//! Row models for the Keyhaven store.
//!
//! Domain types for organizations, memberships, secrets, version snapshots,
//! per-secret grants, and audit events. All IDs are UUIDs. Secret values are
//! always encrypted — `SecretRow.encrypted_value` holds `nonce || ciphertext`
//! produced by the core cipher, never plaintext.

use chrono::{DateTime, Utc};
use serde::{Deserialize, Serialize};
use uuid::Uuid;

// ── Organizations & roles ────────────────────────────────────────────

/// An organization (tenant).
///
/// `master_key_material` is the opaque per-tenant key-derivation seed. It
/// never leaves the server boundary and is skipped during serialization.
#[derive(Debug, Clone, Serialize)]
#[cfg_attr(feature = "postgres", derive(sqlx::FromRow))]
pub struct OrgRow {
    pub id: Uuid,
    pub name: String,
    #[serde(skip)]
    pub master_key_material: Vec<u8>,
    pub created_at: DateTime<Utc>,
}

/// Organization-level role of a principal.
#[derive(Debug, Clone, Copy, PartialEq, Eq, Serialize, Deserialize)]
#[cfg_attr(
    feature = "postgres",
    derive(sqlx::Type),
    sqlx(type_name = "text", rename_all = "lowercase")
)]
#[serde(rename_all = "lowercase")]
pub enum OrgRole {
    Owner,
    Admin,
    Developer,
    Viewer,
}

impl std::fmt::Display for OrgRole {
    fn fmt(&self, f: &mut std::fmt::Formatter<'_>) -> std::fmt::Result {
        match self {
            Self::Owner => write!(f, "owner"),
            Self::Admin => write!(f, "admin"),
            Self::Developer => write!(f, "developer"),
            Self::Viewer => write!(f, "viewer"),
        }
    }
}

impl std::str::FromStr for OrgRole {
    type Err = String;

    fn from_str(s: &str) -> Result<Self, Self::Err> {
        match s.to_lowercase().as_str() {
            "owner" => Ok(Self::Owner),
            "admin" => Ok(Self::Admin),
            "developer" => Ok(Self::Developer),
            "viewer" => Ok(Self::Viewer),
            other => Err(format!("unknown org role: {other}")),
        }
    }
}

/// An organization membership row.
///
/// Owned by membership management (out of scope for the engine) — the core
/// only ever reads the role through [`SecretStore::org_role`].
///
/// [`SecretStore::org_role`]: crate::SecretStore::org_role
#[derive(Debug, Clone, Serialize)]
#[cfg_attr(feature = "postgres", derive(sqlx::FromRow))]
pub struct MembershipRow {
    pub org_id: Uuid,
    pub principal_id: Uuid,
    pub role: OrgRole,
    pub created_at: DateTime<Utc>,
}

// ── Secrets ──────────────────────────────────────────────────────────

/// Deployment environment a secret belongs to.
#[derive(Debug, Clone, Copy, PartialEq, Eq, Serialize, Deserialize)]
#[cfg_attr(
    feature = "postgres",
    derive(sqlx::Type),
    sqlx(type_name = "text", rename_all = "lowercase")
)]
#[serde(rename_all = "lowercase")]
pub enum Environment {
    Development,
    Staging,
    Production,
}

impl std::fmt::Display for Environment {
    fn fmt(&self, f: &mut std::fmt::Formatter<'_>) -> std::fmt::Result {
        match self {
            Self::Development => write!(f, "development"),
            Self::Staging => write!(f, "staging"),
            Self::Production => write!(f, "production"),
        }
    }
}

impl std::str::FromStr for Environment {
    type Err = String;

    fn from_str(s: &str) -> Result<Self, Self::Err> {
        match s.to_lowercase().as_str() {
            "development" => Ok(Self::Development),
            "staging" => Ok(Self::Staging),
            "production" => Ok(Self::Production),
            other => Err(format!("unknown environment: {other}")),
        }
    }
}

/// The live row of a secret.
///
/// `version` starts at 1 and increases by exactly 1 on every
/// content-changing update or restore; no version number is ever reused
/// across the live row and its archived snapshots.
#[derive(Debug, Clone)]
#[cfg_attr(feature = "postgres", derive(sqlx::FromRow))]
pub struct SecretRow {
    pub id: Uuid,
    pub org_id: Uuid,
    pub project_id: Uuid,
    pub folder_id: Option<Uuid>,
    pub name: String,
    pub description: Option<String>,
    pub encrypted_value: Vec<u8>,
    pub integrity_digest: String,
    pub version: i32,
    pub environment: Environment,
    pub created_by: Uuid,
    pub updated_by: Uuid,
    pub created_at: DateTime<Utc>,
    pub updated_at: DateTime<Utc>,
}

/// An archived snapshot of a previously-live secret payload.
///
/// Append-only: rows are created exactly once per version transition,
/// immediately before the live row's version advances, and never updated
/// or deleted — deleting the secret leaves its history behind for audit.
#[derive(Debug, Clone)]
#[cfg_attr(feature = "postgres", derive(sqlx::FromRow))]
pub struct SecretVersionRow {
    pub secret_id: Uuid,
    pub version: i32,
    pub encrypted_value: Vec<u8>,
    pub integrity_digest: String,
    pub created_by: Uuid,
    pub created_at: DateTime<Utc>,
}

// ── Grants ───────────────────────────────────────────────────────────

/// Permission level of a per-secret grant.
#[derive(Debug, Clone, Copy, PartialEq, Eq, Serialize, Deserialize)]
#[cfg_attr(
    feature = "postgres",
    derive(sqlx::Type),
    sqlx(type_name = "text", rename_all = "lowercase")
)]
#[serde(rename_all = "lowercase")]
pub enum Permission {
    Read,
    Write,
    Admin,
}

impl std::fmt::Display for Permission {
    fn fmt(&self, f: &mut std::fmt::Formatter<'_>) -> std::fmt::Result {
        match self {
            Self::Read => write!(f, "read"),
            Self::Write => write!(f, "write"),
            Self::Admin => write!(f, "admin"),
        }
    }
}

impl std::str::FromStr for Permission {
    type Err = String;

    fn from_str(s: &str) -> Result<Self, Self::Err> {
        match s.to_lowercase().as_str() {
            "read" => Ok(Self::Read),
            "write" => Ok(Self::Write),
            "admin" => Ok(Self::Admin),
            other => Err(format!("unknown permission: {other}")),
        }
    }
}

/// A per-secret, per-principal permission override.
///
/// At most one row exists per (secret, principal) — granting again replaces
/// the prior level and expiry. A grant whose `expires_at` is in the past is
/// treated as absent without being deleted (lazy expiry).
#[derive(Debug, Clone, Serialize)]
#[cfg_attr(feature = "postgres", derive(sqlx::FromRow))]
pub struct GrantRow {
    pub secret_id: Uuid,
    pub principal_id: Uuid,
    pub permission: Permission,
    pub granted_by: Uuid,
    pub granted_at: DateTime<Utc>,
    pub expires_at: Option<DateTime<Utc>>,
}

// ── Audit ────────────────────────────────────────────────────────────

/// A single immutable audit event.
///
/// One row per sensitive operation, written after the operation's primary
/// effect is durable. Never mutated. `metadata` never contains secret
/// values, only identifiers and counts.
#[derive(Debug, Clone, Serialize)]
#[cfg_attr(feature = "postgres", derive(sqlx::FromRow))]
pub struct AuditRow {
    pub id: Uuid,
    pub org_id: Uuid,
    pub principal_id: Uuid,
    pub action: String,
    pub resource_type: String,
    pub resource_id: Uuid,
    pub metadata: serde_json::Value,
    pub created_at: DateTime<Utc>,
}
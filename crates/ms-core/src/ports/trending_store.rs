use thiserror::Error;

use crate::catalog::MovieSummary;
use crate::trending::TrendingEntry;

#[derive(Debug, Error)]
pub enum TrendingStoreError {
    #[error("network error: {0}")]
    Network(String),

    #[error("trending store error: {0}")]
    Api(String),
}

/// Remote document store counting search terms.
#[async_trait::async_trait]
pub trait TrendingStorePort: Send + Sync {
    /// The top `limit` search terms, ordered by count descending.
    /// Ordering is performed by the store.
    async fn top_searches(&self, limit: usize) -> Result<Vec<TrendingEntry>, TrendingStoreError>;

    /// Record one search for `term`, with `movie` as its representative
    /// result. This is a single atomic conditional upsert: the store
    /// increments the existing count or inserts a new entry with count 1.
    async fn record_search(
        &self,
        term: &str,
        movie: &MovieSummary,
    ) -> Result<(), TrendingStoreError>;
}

=-=-=

* **ASSIGNED TASK**: Set down the entire listing above again, word for word.

* **EXERCISE OUTPUT**:
//! Row models for the Keyhaven store.
//!
//! Domain types for organizations, memberships, secrets, version snapshots,
//! per-secret grants, and audit events. All IDs are UUIDs. Secret values are
//! always encrypted — `SecretRow.encrypted_value` holds `nonce || ciphertext`
//! produced by the core cipher, never plaintext.

use chrono::{DateTime, Utc};
use serde::{Deserialize, Serialize};
use uuid::Uuid;

// ── Organizations & roles ────────────────────────────────────────────

/// An organization (tenant).
///
/// `master_key_material` is the opaque per-tenant key-derivation seed. It
/// never leaves the server boundary and is skipped during serialization.
#[derive(Debug, Clone, Serialize)]
#[cfg_attr(feature = "postgres", derive(sqlx::FromRow))]
pub struct OrgRow {
    pub id: Uuid,
    pub name: String,
    #[serde(skip)]
    pub master_key_material: Vec<u8>,
    pub created_at: DateTime<Utc>,
}

/// Organization-level role of a principal.
#[derive(Debug, Clone, Copy, PartialEq, Eq, Serialize, Deserialize)]
#[cfg_attr(
    feature = "postgres",
    derive(sqlx::Type),
    sqlx(type_name = "text", rename_all = "lowercase")
)]
#[serde(rename_all = "lowercase")]
pub enum OrgRole {
    Owner,
    Admin,
    Developer,
    Viewer,
}

impl std::fmt::Display for OrgRole {
    fn fmt(&self, f: &mut std::fmt::Formatter<'_>) -> std::fmt::Result {
        match self {
            Self::Owner => write!(f, "owner"),
            Self::Admin => write!(f, "admin"),
            Self::Developer => write!(f, "developer"),
            Self::Viewer => write!(f, "viewer"),
        }
    }
}

impl std::str::FromStr for OrgRole {
    type Err = String;

    fn from_str(s: &str) -> Result<Self, Self::Err> {
        match s.to_lowercase().as_str() {
            "owner" => Ok(Self::Owner),
            "admin" => Ok(Self::Admin),
            "developer" => Ok(Self::Developer),
            "viewer" => Ok(Self::Viewer),
            other => Err(format!("unknown org role: {other}")),
        }
    }
}

/// An organization membership row.
///
/// Owned by membership management (out of scope for the engine) — the core
/// only ever reads the role through [`SecretStore::org_role`].
///
/// [`SecretStore::org_role`]: crate::SecretStore::org_role
#[derive(Debug, Clone, Serialize)]
#[cfg_attr(feature = "postgres", derive(sqlx::FromRow))]
pub struct MembershipRow {
    pub org_id: Uuid,
    pub principal_id: Uuid,
    pub role: OrgRole,
    pub created_at: DateTime<Utc>,
}

// ── Secrets ──────────────────────────────────────────────────────────

/// Deployment environment a secret belongs to.
#[derive(Debug, Clone, Copy, PartialEq, Eq, Serialize, Deserialize)]
#[cfg_attr(
    feature = "postgres",
    derive(sqlx::Type),
    sqlx(type_name = "text", rename_all = "lowercase")
)]
#[serde(rename_all = "lowercase")]
pub enum Environment {
    Development,
    Staging,
    Production,
}

impl std::fmt::Display for Environment {
    fn fmt(&self, f: &mut std::fmt::Formatter<'_>) -> std::fmt::Result {
        match self {
            Self::Development => write!(f, "development"),
            Self::Staging => write!(f, "staging"),
            Self::Production => write!(f, "production"),
        }
    }
}

impl std::str::FromStr for Environment {
    type Err = String;

    fn from_str(s: &str) -> Result<Self, Self::Err> {
        match s.to_lowercase().as_str() {
            "development" => Ok(Self::Development),
            "staging" => Ok(Self::Staging),
            "production" => Ok(Self::Production),
            other => Err(format!("unknown environment: {other}")),
        }
    }
}

/// The live row of a secret.
///
/// `version` starts at 1 and increases by exactly 1 on every
/// content-changing update or restore; no version number is ever reused
/// across the live row and its archived snapshots.
#[derive(Debug, Clone)]
#[cfg_attr(feature = "postgres", derive(sqlx::FromRow))]
pub struct SecretRow {
    pub id: Uuid,
    pub org_id: Uuid,
    pub project_id: Uuid,
    pub folder_id: Option<Uuid>,
    pub name: String,
    pub description: Option<String>,
    pub encrypted_value: Vec<u8>,
    pub integrity_digest: String,
    pub version: i32,
    pub environment: Environment,
    pub created_by: Uuid,
    pub updated_by: Uuid,
    pub created_at: DateTime<Utc>,
    pub updated_at: DateTime<Utc>,
}

/// An archived snapshot of a previously-live secret payload.
///
/// Append-only: rows are created exactly once per version transition,
/// immediately before the live row's version advances, and never updated
/// or deleted — deleting the secret leaves its history behind for audit.
#[derive(Debug, Clone)]
#[cfg_attr(feature = "postgres", derive(sqlx::FromRow))]
pub struct SecretVersionRow {
    pub secret_id: Uuid,
    pub version: i32,
    pub encrypted_value: Vec<u8>,
    pub integrity_digest: String,
    pub created_by: Uuid,
    pub created_at: DateTime<Utc>,
}

// ── Grants ───────────────────────────────────────────────────────────

/// Permission level of a per-secret grant.
#[derive(Debug, Clone, Copy, PartialEq, Eq, Serialize, Deserialize)]
#[cfg_attr(
    feature = "postgres",
    derive(sqlx::Type),
    sqlx(type_name = "text", rename_all = "lowercase")
)]
#[serde(rename_all = "lowercase")]
pub enum Permission {
    Read,
    Write,
    Admin,
}

impl std::fmt::Display for Permission {
    fn fmt(&self, f: &mut std::fmt::Formatter<'_>) -> std::fmt::Result {
        match self {
            Self::Read => write!(f, "read"),
            Self::Write => write!(f, "write"),
            Self::Admin => write!(f, "admin"),
        }
    }
}

impl std::str::FromStr for Permission {
    type Err = String;

    fn from_str(s: &str) -> Result<Self, Self::Err> {
        match s.to_lowercase().as_str() {
            "read" => Ok(Self::Read),
            "write" => Ok(Self::Write),
            "admin" => Ok(Self::Admin),
            other => Err(format!("unknown permission: {other}")),
        }
    }
}

/// A per-secret, per-principal permission override.
///
/// At most one row exists per (secret, principal) — granting again replaces
/// the prior level and expiry. A grant whose `expires_at` is in the past is
/// treated as absent without being deleted (lazy expiry).
#[derive(Debug, Clone, Serialize)]
#[cfg_attr(feature = "postgres", derive(sqlx::FromRow))]
pub struct GrantRow {
    pub secret_id: Uuid,
    pub principal_id: Uuid,
    pub permission: Permission,
    pub granted_by: Uuid,
    pub granted_at: DateTime<Utc>,
    pub expires_at: Option<DateTime<Utc>>,
}

// ── Audit ────────────────────────────────────────────────────────────

/// A single immutable audit event.
///
/// One row per sensitive operation, written after the operation's primary
/// effect is durable. Never mutated. `metadata` never contains secret
/// values, only identifiers and counts.
#[derive(Debug, Clone, Serialize)]
#[cfg_attr(feature = "postgres", derive(sqlx::FromRow))]
pub struct AuditRow {
    pub id: Uuid,
    pub org_id: Uuid,
    pub principal_id: Uuid,
    pub action: String,
    pub resource_type: String,
    pub resource_id: Uuid,
    pub metadata: serde_json::Value,
    pub created_at: DateTime<Utc>,
}
filename crates/ms-core/src/ports/trending_store.rs
use thiserror::Error;

use crate::catalog::MovieSummary;
use crate::trending::TrendingEntry;

#[derive(Debug, Error)]
pub enum TrendingStoreError {
    #[error("network error: {0}")]
    Network(String),

    #[error("trending store error: {0}")]
    Api(String),
}

/// Remote document store counting search terms.
#[async_trait::async_trait]
pub trait TrendingStorePort: Send + Sync {
    /// The top `limit` search terms, ordered by count descending.
    /// Ordering is performed by the store.
    async fn top_searches(&self, limit: usize) -> Result<Vec<TrendingEntry>, TrendingStoreError>;

    /// Record one search for `term`, with `movie` as its representative
    /// result. This is a single atomic conditional upsert: the store
    /// increments the existing count or inserts a new entry with count 1.
    async fn record_search(
        &self,
        term: &str,
        movie: &MovieSummary,
    ) -> Result<(), TrendingStoreError>;
}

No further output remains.